Another issue actively being worked seeks to extend the time period from 12 months to 36 months for survivor investment of military death gratuity and Service members Group Life Insurance into a Roth Individual Retirement Account and/or Coverdell Education Savings Account. Vine said that senior leaders are actively engaging Congress to pass the needed legislation to make the issue a reality for Gold Star families.
An issue that affects Army civilians and family members being worked by Army Civilian Personnel involves increasing the 30-day creditable civil service career tenure break for all federally employed spouses of service members and federal employees to 180 days after resignation in conjunction with the relocation of their military or federal sponsor.
The issue requires no legislation or cost to implement. The Office of Personnel Management has submitted a public notice in the Federal Registry, which will be followed with changes to the Code of Federal Regulations. Resolution of this issue affects all federal employees, not just those in the Army. Vine said over 60 percent of AFAP issues reviewed at the GOSC benefit everyone in DOD at a minimum.

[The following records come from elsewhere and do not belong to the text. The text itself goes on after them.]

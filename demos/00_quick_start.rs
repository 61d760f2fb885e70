/// quick start - one year of a savings account
use savings_accrual_rs::{compute_savings, CalculationInput, Decimal, Money};
use tracing_subscriber::EnvFilter;

fn main() -> Result<(), Box<dyn std::error::Error>> {
    tracing_subscriber::fmt()
        .with_env_filter(EnvFilter::try_from_default_env().unwrap_or_else(|_| EnvFilter::new("info")))
        .init();

    // 100,000 THB at 1% for 2025
    let input = CalculationInput::builder()
        .principal(Money::from_major(100_000))
        .annual_rate_pct(Decimal::ONE)
        .start_date("2025-01-01")
        .end_date("2025-12-31")
        .build()?;

    let result = compute_savings(&input)?;

    for payout in &result.payouts {
        println!(
            "{}  gross {:>10}  tax {:>8}  balance {:>12}",
            payout.date, payout.gross_interest, payout.tax, payout.balance_after_payout
        );
    }
    println!("ending balance: {}", result.ending_balance);

    Ok(())
}
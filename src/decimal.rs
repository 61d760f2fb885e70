use rust_decimal::{Decimal, RoundingStrategy};
use rust_decimal_macros::dec;
use serde::{Deserialize, Serialize};
use std::fmt;
use std::iter::Sum;
use std::ops::{Add, AddAssign, Mul, Sub, SubAssign};
use std::str::FromStr;

/// days in the actual/365 year basis
pub const DAYS_IN_YEAR: u32 = 365;

/// baht amount, carried at full decimal precision and rounded only when reported
#[derive(Debug, Clone, Copy, PartialEq, Eq, PartialOrd, Ord, Hash, Serialize, Deserialize, Default)]
pub struct Money(Decimal);

impl Money {
    pub const ZERO: Money = Money(Decimal::ZERO);

    /// largest principal or event amount accepted as input (1e15 baht)
    pub const MAX_INPUT: Money = Money(dec!(1000000000000000));

    /// largest running balance a calculation may reach (1e20 baht)
    pub const MAX_BALANCE: Money = Money(dec!(100000000000000000000));

    /// create from decimal
    pub fn from_decimal(d: Decimal) -> Self {
        Money(d)
    }

    /// create from string with exact parsing
    pub fn from_str_exact(s: &str) -> std::result::Result<Self, rust_decimal::Error> {
        Ok(Money(Decimal::from_str(s)?))
    }

    /// create from whole baht
    pub fn from_major(amount: i64) -> Self {
        Money(Decimal::from(amount))
    }

    /// get underlying decimal
    pub fn as_decimal(&self) -> Decimal {
        self.0
    }

    /// round to 2 decimal places, half-up
    pub fn round_money(&self) -> Self {
        Money(self.0.round_dp_with_strategy(2, RoundingStrategy::MidpointAwayFromZero))
    }

    pub fn is_zero(&self) -> bool {
        self.0.is_zero()
    }

    /// strictly greater than zero
    pub fn is_positive(&self) -> bool {
        self.0 > Decimal::ZERO
    }

    /// strictly less than zero
    pub fn is_negative(&self) -> bool {
        self.0 < Decimal::ZERO
    }

    /// portion of this amount at a fractional rate (0.15 for 15%)
    pub fn portion(&self, fraction: Decimal) -> Self {
        Money(self.0 * fraction)
    }
}

impl fmt::Display for Money {
    fn fmt(&self, f: &mut fmt::Formatter<'_>) -> fmt::Result {
        write!(f, "{}", self.0)
    }
}

impl FromStr for Money {
    type Err = rust_decimal::Error;

    fn from_str(s: &str) -> std::result::Result<Self, Self::Err> {
        Money::from_str_exact(s)
    }
}

impl From<Decimal> for Money {
    fn from(d: Decimal) -> Self {
        Money::from_decimal(d)
    }
}

impl From<i32> for Money {
    fn from(i: i32) -> Self {
        Money::from_major(i as i64)
    }
}

impl Add for Money {
    type Output = Money;

    fn add(self, other: Money) -> Money {
        Money(self.0 + other.0)
    }
}

impl AddAssign for Money {
    fn add_assign(&mut self, other: Money) {
        self.0 += other.0;
    }
}

impl Sub for Money {
    type Output = Money;

    fn sub(self, other: Money) -> Money {
        Money(self.0 - other.0)
    }
}

impl SubAssign for Money {
    fn sub_assign(&mut self, other: Money) {
        self.0 -= other.0;
    }
}

impl Mul<Decimal> for Money {
    type Output = Money;

    fn mul(self, other: Decimal) -> Money {
        Money(self.0 * other)
    }
}

impl Sum for Money {
    fn sum<I: Iterator<Item = Money>>(iter: I) -> Money {
        iter.fold(Money::ZERO, |acc, m| acc + m)
    }
}

/// annual interest rate, stored as a fraction (0.05 for 5%)
#[derive(Debug, Clone, Copy, PartialEq, Eq, PartialOrd, Ord, Serialize, Deserialize, Default)]
pub struct Rate(Decimal);

impl Rate {
    pub const ZERO: Rate = Rate(Decimal::ZERO);

    /// largest annual rate accepted as input, in percent
    pub const MAX_PERCENTAGE: Decimal = dec!(1000);

    /// create from decimal (e.g., 0.05 for 5%)
    pub fn from_decimal(d: Decimal) -> Self {
        Rate(d)
    }

    /// create from percentage (e.g., 2.5 for 2.5%)
    pub fn from_percentage(p: Decimal) -> Self {
        Rate(p / Decimal::ONE_HUNDRED)
    }

    pub fn as_decimal(&self) -> Decimal {
        self.0
    }

    pub fn as_percentage(&self) -> Decimal {
        self.0 * Decimal::ONE_HUNDRED
    }

    pub fn is_zero(&self) -> bool {
        self.0.is_zero()
    }

    /// daily rate on the actual/365 basis, regardless of leap years
    pub fn daily_rate(&self) -> Rate {
        Rate(self.0 / Decimal::from(DAYS_IN_YEAR))
    }
}

impl fmt::Display for Rate {
    fn fmt(&self, f: &mut fmt::Formatter<'_>) -> fmt::Result {
        write!(f, "{}%", self.as_percentage())
    }
}

impl From<Decimal> for Rate {
    fn from(d: Decimal) -> Self {
        Rate::from_decimal(d)
    }
}

#[cfg(test)]
mod tests {
    use super::*;
    use rust_decimal_macros::dec;

    #[test]
    fn test_round_money_is_half_up() {
        assert_eq!(Money::from(dec!(98.625)).round_money(), Money::from(dec!(98.63)));
        assert_eq!(Money::from(dec!(0.005)).round_money(), Money::from(dec!(0.01)));
        assert_eq!(Money::from(dec!(7397.2605)).round_money(), Money::from(dec!(7397.26)));
        // bankers rounding would give 2.12 here
        assert_eq!(Money::from(dec!(2.125)).round_money().to_string(), "2.13");
    }

    #[test]
    fn test_full_precision_is_kept_between_operations() {
        let daily = Rate::from_percentage(dec!(2)).daily_rate();
        let principal = Money::from_major(10_000);

        let mut accrued = Money::ZERO;
        for _ in 0..180 {
            accrued += principal * daily.as_decimal();
        }

        assert_eq!(accrued.round_money(), Money::from(dec!(98.63)));
    }

    #[test]
    fn test_rate_conversions() {
        let rate = Rate::from_percentage(dec!(5));
        assert_eq!(rate.as_decimal(), dec!(0.05));
        assert_eq!(rate.as_percentage(), dec!(5));
        assert_eq!(rate.to_string(), "5.00%");
    }

    #[test]
    fn test_sum() {
        let total: Money = [dec!(1.10), dec!(2.20), dec!(3.30)]
            .into_iter()
            .map(Money::from)
            .sum();
        assert_eq!(total, Money::from(dec!(6.60)));
    }
}
use rust_decimal::Decimal;
use rust_decimal_macros::dec;
use serde::{Deserialize, Serialize};

use crate::calendar::{end_date_from_tenure, format_date, parse_date};
use crate::decimal::Money;
use crate::errors::{Result, SavingsError};
use crate::types::{EventKind, Timezone};

/// savings calculation request
#[derive(Debug, Clone, PartialEq, Serialize, Deserialize)]
#[serde(rename_all = "camelCase")]
pub struct CalculationInput {
    pub principal_start: Money,
    /// annual rate in percent (2.5 for 2.5%)
    pub annual_rate_pct: Decimal,
    /// first day of the range, `YYYY-MM-DD`
    pub start_date: String,
    /// last day of the range (inclusive), `YYYY-MM-DD`
    pub end_date: String,
    #[serde(default)]
    pub events: Vec<TimelineEvent>,
    #[serde(default = "default_true", rename = "apply20kRule")]
    pub apply_20k_rule: bool,
    #[serde(default)]
    pub override_keep_compounding: bool,
    #[serde(default, skip_serializing_if = "Option::is_none")]
    pub withholding_tax: Option<WithholdingTaxConfig>,
    /// only `Asia/Bangkok` is accepted; absent means Bangkok
    #[serde(default, skip_serializing_if = "Option::is_none")]
    pub timezone: Option<String>,
}

fn default_true() -> bool {
    true
}

impl CalculationInput {
    pub fn builder() -> CalculationInputBuilder {
        CalculationInputBuilder::new()
    }

    /// parse from the JSON shape the form layer submits
    pub fn from_json(json: &str) -> Result<Self> {
        serde_json::from_str(json).map_err(|e| SavingsError::validation(format!(
            "malformed calculation input: {}",
            e
        )))
    }

    pub(crate) fn resolved_timezone(&self) -> Result<Timezone> {
        match &self.timezone {
            Some(name) => name.parse(),
            None => Ok(Timezone::default()),
        }
    }
}

/// deposit or withdrawal on a given day
#[derive(Debug, Clone, PartialEq, Serialize, Deserialize)]
pub struct TimelineEvent {
    pub date: String,
    #[serde(rename = "type")]
    pub kind: EventKind,
    pub amount: Money,
}

impl TimelineEvent {
    pub fn deposit(date: impl Into<String>, amount: Money) -> Self {
        Self {
            date: date.into(),
            kind: EventKind::Deposit,
            amount,
        }
    }

    pub fn withdraw(date: impl Into<String>, amount: Money) -> Self {
        Self {
            date: date.into(),
            kind: EventKind::Withdraw,
            amount,
        }
    }
}

/// explicit withholding tax applied to every payout
#[derive(Debug, Clone, Copy, PartialEq, Serialize, Deserialize)]
pub struct WithholdingTaxConfig {
    pub enabled: bool,
    /// fraction of gross interest (0.15 for 15%)
    pub rate: Decimal,
}

impl WithholdingTaxConfig {
    pub fn new(rate: Decimal) -> Self {
        Self { enabled: true, rate }
    }

    pub fn disabled() -> Self {
        Self {
            enabled: false,
            rate: Decimal::ZERO,
        }
    }

    /// the configured rate, when it actually withholds anything
    pub fn explicit_rate(&self) -> Option<Decimal> {
        if self.enabled && !self.rate.is_zero() {
            Some(self.rate)
        } else {
            None
        }
    }
}

/// regulatory constants of the savings interest exemption
#[derive(Debug, Clone, Copy, PartialEq, Serialize, Deserialize)]
pub struct TaxPolicy {
    /// yearly gross interest that stays exempt from withholding
    pub exemption_threshold: Money,
    /// withholding rate once the threshold is passed
    pub threshold_tax_rate: Decimal,
}

impl TaxPolicy {
    /// Thai Revenue Department savings policy: 20,000 THB a year, 15% above it
    pub fn thai_revenue_department() -> Self {
        Self {
            exemption_threshold: Money::from_major(20_000),
            threshold_tax_rate: dec!(0.15),
        }
    }

    /// how much more interest fits under the threshold
    pub fn remaining_to_threshold(&self, cumulative_gross: Money) -> Money {
        if cumulative_gross < self.exemption_threshold {
            self.exemption_threshold - cumulative_gross
        } else {
            Money::ZERO
        }
    }
}

impl Default for TaxPolicy {
    fn default() -> Self {
        Self::thai_revenue_department()
    }
}

/// builder for calculation inputs
pub struct CalculationInputBuilder {
    principal: Option<Money>,
    annual_rate_pct: Option<Decimal>,
    start_date: Option<String>,
    end_date: Option<String>,
    tenure_months: Option<u32>,
    events: Vec<TimelineEvent>,
    apply_20k_rule: bool,
    override_keep_compounding: bool,
    withholding_tax: Option<WithholdingTaxConfig>,
    timezone: Option<String>,
}

impl CalculationInputBuilder {
    pub fn new() -> Self {
        Self {
            principal: None,
            annual_rate_pct: None,
            start_date: None,
            end_date: None,
            tenure_months: None,
            events: Vec::new(),
            apply_20k_rule: true,
            override_keep_compounding: false,
            withholding_tax: None,
            timezone: None,
        }
    }

    pub fn principal(mut self, amount: Money) -> Self {
        self.principal = Some(amount);
        self
    }

    pub fn annual_rate_pct(mut self, rate: Decimal) -> Self {
        self.annual_rate_pct = Some(rate);
        self
    }

    pub fn start_date(mut self, date: &str) -> Self {
        self.start_date = Some(date.to_string());
        self
    }

    pub fn end_date(mut self, date: &str) -> Self {
        self.end_date = Some(date.to_string());
        self
    }

    /// derive the end date from a term in months instead of giving it directly
    pub fn tenure_months(mut self, months: u32) -> Self {
        self.tenure_months = Some(months);
        self
    }

    pub fn deposit(mut self, date: &str, amount: Money) -> Self {
        self.events.push(TimelineEvent::deposit(date, amount));
        self
    }

    pub fn withdraw(mut self, date: &str, amount: Money) -> Self {
        self.events.push(TimelineEvent::withdraw(date, amount));
        self
    }

    pub fn event(mut self, event: TimelineEvent) -> Self {
        self.events.push(event);
        self
    }

    pub fn apply_20k_rule(mut self, apply: bool) -> Self {
        self.apply_20k_rule = apply;
        self
    }

    pub fn override_keep_compounding(mut self, keep: bool) -> Self {
        self.override_keep_compounding = keep;
        self
    }

    pub fn withholding_tax(mut self, rate: Decimal) -> Self {
        self.withholding_tax = Some(WithholdingTaxConfig::new(rate));
        self
    }

    pub fn timezone(mut self, timezone: &str) -> Self {
        self.timezone = Some(timezone.to_string());
        self
    }

    pub fn build(self) -> Result<CalculationInput> {
        let principal_start = self.principal.ok_or_else(|| SavingsError::validation("principal is required"))?;
        let annual_rate_pct = self
            .annual_rate_pct
            .ok_or_else(|| SavingsError::validation("annual rate is required"))?;
        let start_date = self
            .start_date
            .ok_or_else(|| SavingsError::validation("start date is required"))?;

        let end_date = match (self.end_date, self.tenure_months) {
            (Some(end), None) => end,
            (None, Some(months)) => format_date(end_date_from_tenure(parse_date(&start_date)?, months)?),
            (Some(_), Some(_)) => {
                return Err(SavingsError::validation("give either an end date or a tenure, not both"));
            }
            (None, None) => return Err(SavingsError::validation("end date or tenure is required")),
        };

        Ok(CalculationInput {
            principal_start,
            annual_rate_pct,
            start_date,
            end_date,
            events: self.events,
            apply_20k_rule: self.apply_20k_rule,
            override_keep_compounding: self.override_keep_compounding,
            withholding_tax: self.withholding_tax,
            timezone: self.timezone,
        })
    }
}

impl Default for CalculationInputBuilder {
    fn default() -> Self {
        Self::new()
    }
}

#[cfg(test)]
mod tests {
    use super::*;

    #[test]
    fn test_builder_defaults() {
        let input = CalculationInput::builder()
            .principal(Money::from_major(100_000))
            .annual_rate_pct(dec!(1))
            .start_date("2025-01-01")
            .end_date("2025-12-31")
            .build()
            .unwrap();

        assert!(input.apply_20k_rule);
        assert!(!input.override_keep_compounding);
        assert!(input.withholding_tax.is_none());
        assert!(input.events.is_empty());
        assert_eq!(input.resolved_timezone().unwrap(), Timezone::AsiaBangkok);
    }

    #[test]
    fn test_builder_tenure() {
        let input = CalculationInput::builder()
            .principal(Money::from_major(50_000))
            .annual_rate_pct(dec!(1.5))
            .start_date("2025-01-01")
            .tenure_months(12)
            .build()
            .unwrap();

        assert_eq!(input.end_date, "2025-12-31");
    }

    #[test]
    fn test_builder_requires_fields() {
        let missing_rate = CalculationInput::builder()
            .principal(Money::from_major(1_000))
            .start_date("2025-01-01")
            .end_date("2025-12-31")
            .build();
        assert!(matches!(missing_rate, Err(SavingsError::Validation { .. })));

        let both_ends = CalculationInput::builder()
            .principal(Money::from_major(1_000))
            .annual_rate_pct(dec!(1))
            .start_date("2025-01-01")
            .end_date("2025-12-31")
            .tenure_months(6)
            .build();
        assert!(both_ends.is_err());
    }

    #[test]
    fn test_json_defaults_and_names() {
        let input = CalculationInput::from_json(
            r#"{
                "principalStart": "200000",
                "annualRatePct": "2.2",
                "startDate": "2025-01-01",
                "endDate": "2025-12-31",
                "events": [
                    { "date": "2025-03-15", "type": "deposit", "amount": "50000" },
                    { "date": "2025-09-01", "type": "withdraw", "amount": "30000" }
                ]
            }"#,
        )
        .unwrap();

        assert!(input.apply_20k_rule);
        assert!(!input.override_keep_compounding);
        assert_eq!(input.annual_rate_pct, dec!(2.2));
        assert_eq!(input.events.len(), 2);
        assert_eq!(input.events[1].kind, EventKind::Withdraw);
        assert_eq!(input.events[0].amount, Money::from_major(50_000));

        let json = serde_json::to_value(&input).unwrap();
        assert_eq!(json["apply20kRule"], serde_json::Value::Bool(true));
        assert!(json.get("withholdingTax").is_none());
    }

    #[test]
    fn test_malformed_json_is_a_validation_error() {
        let err = CalculationInput::from_json(r#"{ "principalStart": "1" }"#).unwrap_err();
        assert!(matches!(err, SavingsError::Validation { .. }));
    }

    #[test]
    fn test_non_finite_numbers_are_rejected() {
        let base = r#""annualRatePct": "1", "startDate": "2025-01-01", "endDate": "2025-12-31""#;
        for principal in ["NaN", "Infinity", "\"NaN\"", "1e400"] {
            let json = format!(r#"{{ "principalStart": {}, {} }}"#, principal, base);
            let err = CalculationInput::from_json(&json).unwrap_err();
            assert!(matches!(err, SavingsError::Validation { .. }), "{}", principal);
        }
    }

    #[test]
    fn test_unsupported_timezone() {
        let input = CalculationInput::builder()
            .principal(Money::from_major(1_000))
            .annual_rate_pct(dec!(1))
            .start_date("2025-01-01")
            .end_date("2025-12-31")
            .timezone("Europe/London")
            .build()
            .unwrap();
        assert!(matches!(input.resolved_timezone(), Err(SavingsError::Validation { .. })));
    }

    #[test]
    fn test_explicit_rate() {
        assert_eq!(WithholdingTaxConfig::new(dec!(0.15)).explicit_rate(), Some(dec!(0.15)));
        assert_eq!(WithholdingTaxConfig::new(Decimal::ZERO).explicit_rate(), None);
        assert_eq!(WithholdingTaxConfig::disabled().explicit_rate(), None);
    }

    #[test]
    fn test_remaining_to_threshold() {
        let policy = TaxPolicy::default();
        assert_eq!(policy.remaining_to_threshold(Money::from(dec!(493.15))), Money::from(dec!(19506.85)));
        assert_eq!(policy.remaining_to_threshold(Money::from_major(20_000)), Money::ZERO);
        assert_eq!(policy.remaining_to_threshold(Money::from_major(25_000)), Money::ZERO);
    }
}
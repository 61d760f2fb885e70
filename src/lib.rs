pub mod calendar;
pub mod config;
pub mod decimal;
pub mod engine;
pub mod errors;
pub mod interest;
pub mod rates;
pub mod results;
pub mod state;
pub mod timeline;
pub mod types;

// re-export key types
pub use config::{CalculationInput, CalculationInputBuilder, TaxPolicy, TimelineEvent, WithholdingTaxConfig};
pub use decimal::{Money, Rate};
pub use engine::{compute_savings, SavingsCalculator};
pub use errors::{Result, SavingsError};
pub use interest::{AccrualEngine, AccrualWindow, PayoutAssessment, WithholdingRules};
pub use rates::{latest_rate_table, BankRateRecord, RateRange, RateSource, RateTable};
pub use results::{CalculationResult, Payout, Step, YearSummary};
pub use state::{Holdings, YearContext};
pub use timeline::{EventTimeline, ScheduledEvent};
pub use types::{EventKind, InterestMethod, TaxStatus, Timezone, YearMode};

// re-export external dependencies that users will need
pub use chrono;
pub use hourglass_rs::{SafeTimeProvider, TimeSource};
pub use rust_decimal::Decimal;
use serde::{Deserialize, Serialize};

use crate::decimal::Money;
use crate::interest::PayoutAssessment;
use crate::results::YearSummary;
use crate::types::{InterestMethod, YearMode};

/// running balance of the account and the net amount the saver put in
#[derive(Debug, Clone, Copy, PartialEq, Eq, Serialize, Deserialize)]
pub struct Holdings {
    pub balance: Money,
    /// opening principal plus deposits minus withdrawals
    pub contributions: Money,
}

impl Holdings {
    pub fn opening(principal: Money) -> Self {
        Self {
            balance: principal,
            contributions: principal,
        }
    }
}

/// year-scoped tracking state, replaced rather than mutated as the walk advances
///
/// A fresh context starts every calendar year in `CompoundAtPayout`. The
/// first payout that lifts year-to-date gross interest above the exemption
/// threshold latches `SimpleDueTo20k`; from then on net interest collects in
/// `net_pending_credit` and only reaches the balance when the year closes.
#[derive(Debug, Clone, Copy, PartialEq, Eq, Serialize, Deserialize)]
pub struct YearContext {
    pub year: i32,
    pub mode: YearMode,
    /// year-to-date gross interest of all payouts, also the threshold comparison base
    pub gross: Money,
    /// year-to-date tax withheld
    pub tax: Money,
    /// net interest held back while in simple mode
    pub net_pending_credit: Money,
}

impl YearContext {
    pub fn open(year: i32) -> Self {
        Self {
            year,
            mode: YearMode::CompoundAtPayout,
            gross: Money::ZERO,
            tax: Money::ZERO,
            net_pending_credit: Money::ZERO,
        }
    }

    /// cumulative gross interest the threshold is measured against
    pub fn cumulative_gross(&self) -> Money {
        self.gross
    }

    /// switch to simple mode for the rest of the year; there is no way back
    pub fn latch_simple(self) -> Self {
        Self {
            mode: YearMode::SimpleDueTo20k,
            ..self
        }
    }

    /// book an assessed payout, crediting the balance or the pending bucket
    pub fn settle_payout(self, holdings: Holdings, assessment: &PayoutAssessment) -> (Self, Holdings) {
        let mut next = Self {
            gross: self.gross + assessment.gross,
            tax: self.tax + assessment.tax,
            ..self
        };
        let mut holdings = holdings;

        match assessment.method {
            InterestMethod::Compound => {
                holdings.balance += assessment.net;
            }
            InterestMethod::Simple => {
                next = next.latch_simple();
                next.net_pending_credit += assessment.net;
            }
        }

        (next, holdings)
    }

    /// fold the year into its summary, crediting any deferred interest
    pub fn close(self, holdings: Holdings) -> (Holdings, YearSummary) {
        let mut holdings = holdings;
        if self.mode.is_simple() {
            holdings.balance += self.net_pending_credit;
        }

        let gross = self.gross.round_money();
        let tax = self.tax.round_money();

        let summary = YearSummary {
            year: self.year,
            mode: self.mode,
            gross_interest: gross,
            tax,
            net_interest: (gross - tax).round_money(),
            closing_balance: holdings.balance.round_money(),
        };

        (holdings, summary)
    }
}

Another AFAP issue being actively worked seeks to implement a comprehensive source of behavioral health services -- to include psychiatrists, psychologists and social workers -- with "timely access to care" for children of all Soldiers, according to the Office of the Surgeon General's action plan that was briefed at the February GOSC.
Over the years, issues submitted to the AFAP and resolved through the AFAP process have resulted in touching the lives of every segment of the Army family in a positive way, Vine said. A total of 692 issues entered into the AFAP for resolution resulted in 128 changes to legislation, 184 Army and Department of Defense policies, and more than 210 programs and services initiated or improved, such as -- transfer of Montgomery GI Bill benefits to dependents; creation of family readiness support assistants; creation of the Better Opportunities for Single Soldiers or BOSS Program; TRICARE for Life for Medicare eligible retirees; the Military Thrift Savings Plan; dental and vision insurance coverage for federal employees; 100 percent of child development programs being DoD certified and nationally accredited; and more.
AFAP is a tool to voice issues to Army leadership. It alerts them to areas of concern and allows them the opportunity to quickly put action plans into place to work toward resolving issues. The Army does not want to put Soldiers in a position of having to choose between the profession they love and the quality of life of the Families they love, Vine said.